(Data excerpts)
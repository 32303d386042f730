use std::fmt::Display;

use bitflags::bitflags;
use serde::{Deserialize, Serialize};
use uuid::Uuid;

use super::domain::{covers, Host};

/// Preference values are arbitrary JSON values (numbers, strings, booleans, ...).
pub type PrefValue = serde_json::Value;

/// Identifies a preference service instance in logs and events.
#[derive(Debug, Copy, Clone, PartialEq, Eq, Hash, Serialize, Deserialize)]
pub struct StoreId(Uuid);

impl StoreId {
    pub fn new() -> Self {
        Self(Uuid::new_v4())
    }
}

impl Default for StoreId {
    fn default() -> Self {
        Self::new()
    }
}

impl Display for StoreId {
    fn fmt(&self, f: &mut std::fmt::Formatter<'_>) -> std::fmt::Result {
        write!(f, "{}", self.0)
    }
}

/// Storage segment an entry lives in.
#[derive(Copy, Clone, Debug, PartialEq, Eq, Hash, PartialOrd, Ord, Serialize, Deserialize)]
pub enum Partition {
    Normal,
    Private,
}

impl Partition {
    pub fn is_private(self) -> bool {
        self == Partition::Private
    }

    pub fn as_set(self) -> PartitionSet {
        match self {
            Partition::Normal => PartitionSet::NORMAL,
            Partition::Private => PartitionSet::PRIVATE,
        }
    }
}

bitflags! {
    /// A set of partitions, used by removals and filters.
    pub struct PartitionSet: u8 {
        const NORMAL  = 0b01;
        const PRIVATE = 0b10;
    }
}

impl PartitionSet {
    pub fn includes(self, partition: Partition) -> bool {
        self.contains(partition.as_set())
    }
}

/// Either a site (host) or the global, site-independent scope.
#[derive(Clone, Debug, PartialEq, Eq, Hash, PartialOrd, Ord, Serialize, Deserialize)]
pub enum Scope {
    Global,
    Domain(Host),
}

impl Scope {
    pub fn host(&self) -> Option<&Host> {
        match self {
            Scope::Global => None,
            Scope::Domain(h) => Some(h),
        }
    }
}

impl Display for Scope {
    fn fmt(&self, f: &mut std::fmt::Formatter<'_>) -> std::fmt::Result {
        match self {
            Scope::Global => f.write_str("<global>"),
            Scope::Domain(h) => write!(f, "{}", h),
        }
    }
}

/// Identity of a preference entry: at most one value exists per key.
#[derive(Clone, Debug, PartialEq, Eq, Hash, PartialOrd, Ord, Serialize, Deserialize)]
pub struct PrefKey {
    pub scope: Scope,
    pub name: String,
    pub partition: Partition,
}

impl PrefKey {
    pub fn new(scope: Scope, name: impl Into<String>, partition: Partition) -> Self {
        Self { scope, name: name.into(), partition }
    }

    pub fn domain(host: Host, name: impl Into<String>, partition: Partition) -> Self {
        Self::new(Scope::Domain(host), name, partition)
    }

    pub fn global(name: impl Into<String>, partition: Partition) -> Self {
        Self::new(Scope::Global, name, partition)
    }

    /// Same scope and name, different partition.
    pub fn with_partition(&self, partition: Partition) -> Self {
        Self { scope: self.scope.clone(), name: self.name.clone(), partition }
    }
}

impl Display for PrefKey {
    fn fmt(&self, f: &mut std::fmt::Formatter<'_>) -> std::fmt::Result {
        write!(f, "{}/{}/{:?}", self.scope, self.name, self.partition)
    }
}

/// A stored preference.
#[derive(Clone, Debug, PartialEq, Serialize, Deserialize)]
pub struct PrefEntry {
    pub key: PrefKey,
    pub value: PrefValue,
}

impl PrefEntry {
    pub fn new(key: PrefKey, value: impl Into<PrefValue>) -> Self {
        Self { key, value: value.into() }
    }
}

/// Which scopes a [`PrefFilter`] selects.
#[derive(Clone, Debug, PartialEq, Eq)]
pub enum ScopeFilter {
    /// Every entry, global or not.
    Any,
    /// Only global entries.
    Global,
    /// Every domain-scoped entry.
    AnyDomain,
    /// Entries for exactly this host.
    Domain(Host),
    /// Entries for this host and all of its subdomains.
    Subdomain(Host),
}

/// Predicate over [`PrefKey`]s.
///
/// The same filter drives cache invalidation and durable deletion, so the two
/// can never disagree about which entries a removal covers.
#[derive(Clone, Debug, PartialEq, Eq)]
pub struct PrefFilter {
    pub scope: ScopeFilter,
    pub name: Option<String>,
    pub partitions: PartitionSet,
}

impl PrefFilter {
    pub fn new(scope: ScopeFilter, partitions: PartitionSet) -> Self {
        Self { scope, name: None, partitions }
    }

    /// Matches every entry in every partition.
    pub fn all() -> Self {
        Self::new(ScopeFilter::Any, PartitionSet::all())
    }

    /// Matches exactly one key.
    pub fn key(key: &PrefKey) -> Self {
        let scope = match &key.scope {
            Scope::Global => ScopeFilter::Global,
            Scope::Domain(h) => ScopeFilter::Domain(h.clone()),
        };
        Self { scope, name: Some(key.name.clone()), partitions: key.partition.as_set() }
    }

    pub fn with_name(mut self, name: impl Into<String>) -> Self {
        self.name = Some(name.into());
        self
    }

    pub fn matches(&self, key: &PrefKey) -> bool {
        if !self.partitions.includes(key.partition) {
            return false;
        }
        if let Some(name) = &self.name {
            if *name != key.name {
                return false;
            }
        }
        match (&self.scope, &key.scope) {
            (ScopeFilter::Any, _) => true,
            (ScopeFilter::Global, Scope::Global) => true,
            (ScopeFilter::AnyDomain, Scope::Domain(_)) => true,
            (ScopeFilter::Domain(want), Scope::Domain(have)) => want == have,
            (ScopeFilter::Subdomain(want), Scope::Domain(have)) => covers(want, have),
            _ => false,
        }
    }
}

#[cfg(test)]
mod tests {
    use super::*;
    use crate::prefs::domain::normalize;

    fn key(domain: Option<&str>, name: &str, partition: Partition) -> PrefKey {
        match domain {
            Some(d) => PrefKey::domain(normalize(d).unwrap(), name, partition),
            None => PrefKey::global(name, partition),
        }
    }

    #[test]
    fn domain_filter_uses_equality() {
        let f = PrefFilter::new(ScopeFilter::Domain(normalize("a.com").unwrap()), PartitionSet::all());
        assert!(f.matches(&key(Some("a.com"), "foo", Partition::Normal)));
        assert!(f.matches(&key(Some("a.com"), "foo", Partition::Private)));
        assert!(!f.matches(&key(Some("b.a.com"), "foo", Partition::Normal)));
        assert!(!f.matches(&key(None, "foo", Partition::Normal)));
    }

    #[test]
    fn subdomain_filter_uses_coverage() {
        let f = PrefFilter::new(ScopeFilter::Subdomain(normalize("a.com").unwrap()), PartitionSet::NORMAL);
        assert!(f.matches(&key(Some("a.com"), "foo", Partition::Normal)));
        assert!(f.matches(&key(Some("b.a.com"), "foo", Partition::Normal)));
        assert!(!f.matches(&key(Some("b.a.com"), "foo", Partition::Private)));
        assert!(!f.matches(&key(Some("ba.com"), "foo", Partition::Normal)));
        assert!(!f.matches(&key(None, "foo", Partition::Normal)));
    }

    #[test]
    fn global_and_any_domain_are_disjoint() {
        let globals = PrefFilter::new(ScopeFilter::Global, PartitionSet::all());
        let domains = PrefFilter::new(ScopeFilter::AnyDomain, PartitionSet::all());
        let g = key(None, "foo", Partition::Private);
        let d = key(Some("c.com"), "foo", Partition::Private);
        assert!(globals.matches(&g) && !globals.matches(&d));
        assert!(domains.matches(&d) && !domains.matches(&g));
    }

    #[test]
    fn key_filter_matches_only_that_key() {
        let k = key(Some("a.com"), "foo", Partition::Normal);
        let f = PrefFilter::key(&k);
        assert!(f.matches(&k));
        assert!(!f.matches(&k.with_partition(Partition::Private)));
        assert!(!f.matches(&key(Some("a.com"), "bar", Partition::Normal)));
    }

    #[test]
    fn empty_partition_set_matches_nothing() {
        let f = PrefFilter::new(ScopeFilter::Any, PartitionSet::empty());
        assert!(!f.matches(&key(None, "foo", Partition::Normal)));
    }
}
* * *
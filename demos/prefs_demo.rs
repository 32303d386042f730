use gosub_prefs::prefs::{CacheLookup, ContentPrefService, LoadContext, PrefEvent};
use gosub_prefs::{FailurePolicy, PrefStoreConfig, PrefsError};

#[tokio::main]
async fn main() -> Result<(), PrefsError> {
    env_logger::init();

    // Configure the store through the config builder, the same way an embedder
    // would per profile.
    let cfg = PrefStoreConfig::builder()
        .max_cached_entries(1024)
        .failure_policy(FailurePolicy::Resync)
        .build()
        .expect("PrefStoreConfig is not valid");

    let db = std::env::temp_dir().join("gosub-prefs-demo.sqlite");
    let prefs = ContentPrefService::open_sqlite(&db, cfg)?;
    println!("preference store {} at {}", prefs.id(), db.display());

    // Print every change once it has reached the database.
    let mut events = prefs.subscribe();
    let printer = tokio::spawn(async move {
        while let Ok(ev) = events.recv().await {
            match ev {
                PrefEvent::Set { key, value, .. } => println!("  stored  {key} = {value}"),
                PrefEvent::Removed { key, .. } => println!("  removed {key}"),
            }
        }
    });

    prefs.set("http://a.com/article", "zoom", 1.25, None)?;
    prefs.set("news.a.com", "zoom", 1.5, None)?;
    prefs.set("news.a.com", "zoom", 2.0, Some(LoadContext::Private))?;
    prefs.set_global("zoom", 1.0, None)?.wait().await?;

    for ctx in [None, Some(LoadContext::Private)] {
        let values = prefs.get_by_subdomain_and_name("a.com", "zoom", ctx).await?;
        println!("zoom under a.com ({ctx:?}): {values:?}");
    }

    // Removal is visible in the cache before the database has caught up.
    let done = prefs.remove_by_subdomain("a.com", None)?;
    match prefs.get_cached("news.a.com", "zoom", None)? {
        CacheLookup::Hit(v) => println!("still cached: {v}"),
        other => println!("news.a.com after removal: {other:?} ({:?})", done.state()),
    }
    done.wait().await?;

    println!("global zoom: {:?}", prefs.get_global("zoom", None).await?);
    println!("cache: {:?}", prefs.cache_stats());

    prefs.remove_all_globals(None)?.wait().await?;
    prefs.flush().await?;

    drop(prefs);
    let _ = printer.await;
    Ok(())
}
--
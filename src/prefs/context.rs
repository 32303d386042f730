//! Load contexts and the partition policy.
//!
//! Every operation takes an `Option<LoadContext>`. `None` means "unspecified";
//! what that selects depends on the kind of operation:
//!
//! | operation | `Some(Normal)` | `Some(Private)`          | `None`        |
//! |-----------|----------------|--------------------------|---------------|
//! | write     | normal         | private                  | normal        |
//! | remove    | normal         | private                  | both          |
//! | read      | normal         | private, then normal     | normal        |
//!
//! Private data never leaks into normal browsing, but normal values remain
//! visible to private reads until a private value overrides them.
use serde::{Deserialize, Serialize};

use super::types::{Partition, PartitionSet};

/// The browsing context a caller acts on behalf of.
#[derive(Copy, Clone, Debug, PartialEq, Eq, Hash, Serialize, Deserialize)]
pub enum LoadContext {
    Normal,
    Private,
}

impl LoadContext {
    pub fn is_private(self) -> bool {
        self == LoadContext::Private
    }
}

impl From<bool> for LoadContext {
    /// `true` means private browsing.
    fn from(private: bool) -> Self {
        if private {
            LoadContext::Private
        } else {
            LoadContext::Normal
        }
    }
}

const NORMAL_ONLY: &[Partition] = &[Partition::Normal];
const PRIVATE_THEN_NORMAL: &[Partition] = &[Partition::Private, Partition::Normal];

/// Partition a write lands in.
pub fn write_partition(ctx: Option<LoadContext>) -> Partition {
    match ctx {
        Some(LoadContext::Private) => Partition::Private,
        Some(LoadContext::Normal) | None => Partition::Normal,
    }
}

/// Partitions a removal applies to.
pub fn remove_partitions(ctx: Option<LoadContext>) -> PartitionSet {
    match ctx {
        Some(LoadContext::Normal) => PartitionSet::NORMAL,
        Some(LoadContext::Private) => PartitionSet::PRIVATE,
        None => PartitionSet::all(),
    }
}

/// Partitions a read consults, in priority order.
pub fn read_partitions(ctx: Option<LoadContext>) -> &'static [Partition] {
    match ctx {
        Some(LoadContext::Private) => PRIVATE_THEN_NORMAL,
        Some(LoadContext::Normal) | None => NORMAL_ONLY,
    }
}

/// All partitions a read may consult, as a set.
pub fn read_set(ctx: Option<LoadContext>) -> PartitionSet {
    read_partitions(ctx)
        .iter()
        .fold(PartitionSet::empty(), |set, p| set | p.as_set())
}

WORK TO COMPLETE – Within the data above, the lines from the one with "pub struct PrefFilter" to the one with "if *name != key.name" must be repeated exactly; no other line belongs in the answer.

SOLUTION TO THE EXERCISE –
pub struct PrefFilter {
    pub scope: ScopeFilter,
    pub name: Option<String>,
    pub partitions: PartitionSet,
}

impl PrefFilter {
    pub fn new(scope: ScopeFilter, partitions: PartitionSet) -> Self {
        Self { scope, name: None, partitions }
    }

    /// Matches every entry in every partition.
    pub fn all() -> Self {
        Self::new(ScopeFilter::Any, PartitionSet::all())
    }

    /// Matches exactly one key.
    pub fn key(key: &PrefKey) -> Self {
        let scope = match &key.scope {
            Scope::Global => ScopeFilter::Global,
            Scope::Domain(h) => ScopeFilter::Domain(h.clone()),
        };
        Self { scope, name: Some(key.name.clone()), partitions: key.partition.as_set() }
    }

    pub fn with_name(mut self, name: impl Into<String>) -> Self {
        self.name = Some(name.into());
        self
    }

    pub fn matches(&self, key: &PrefKey) -> bool {
        if !self.partitions.includes(key.partition) {
            return false;
        }
        if let Some(name) = &self.name {
            if *name != key.name {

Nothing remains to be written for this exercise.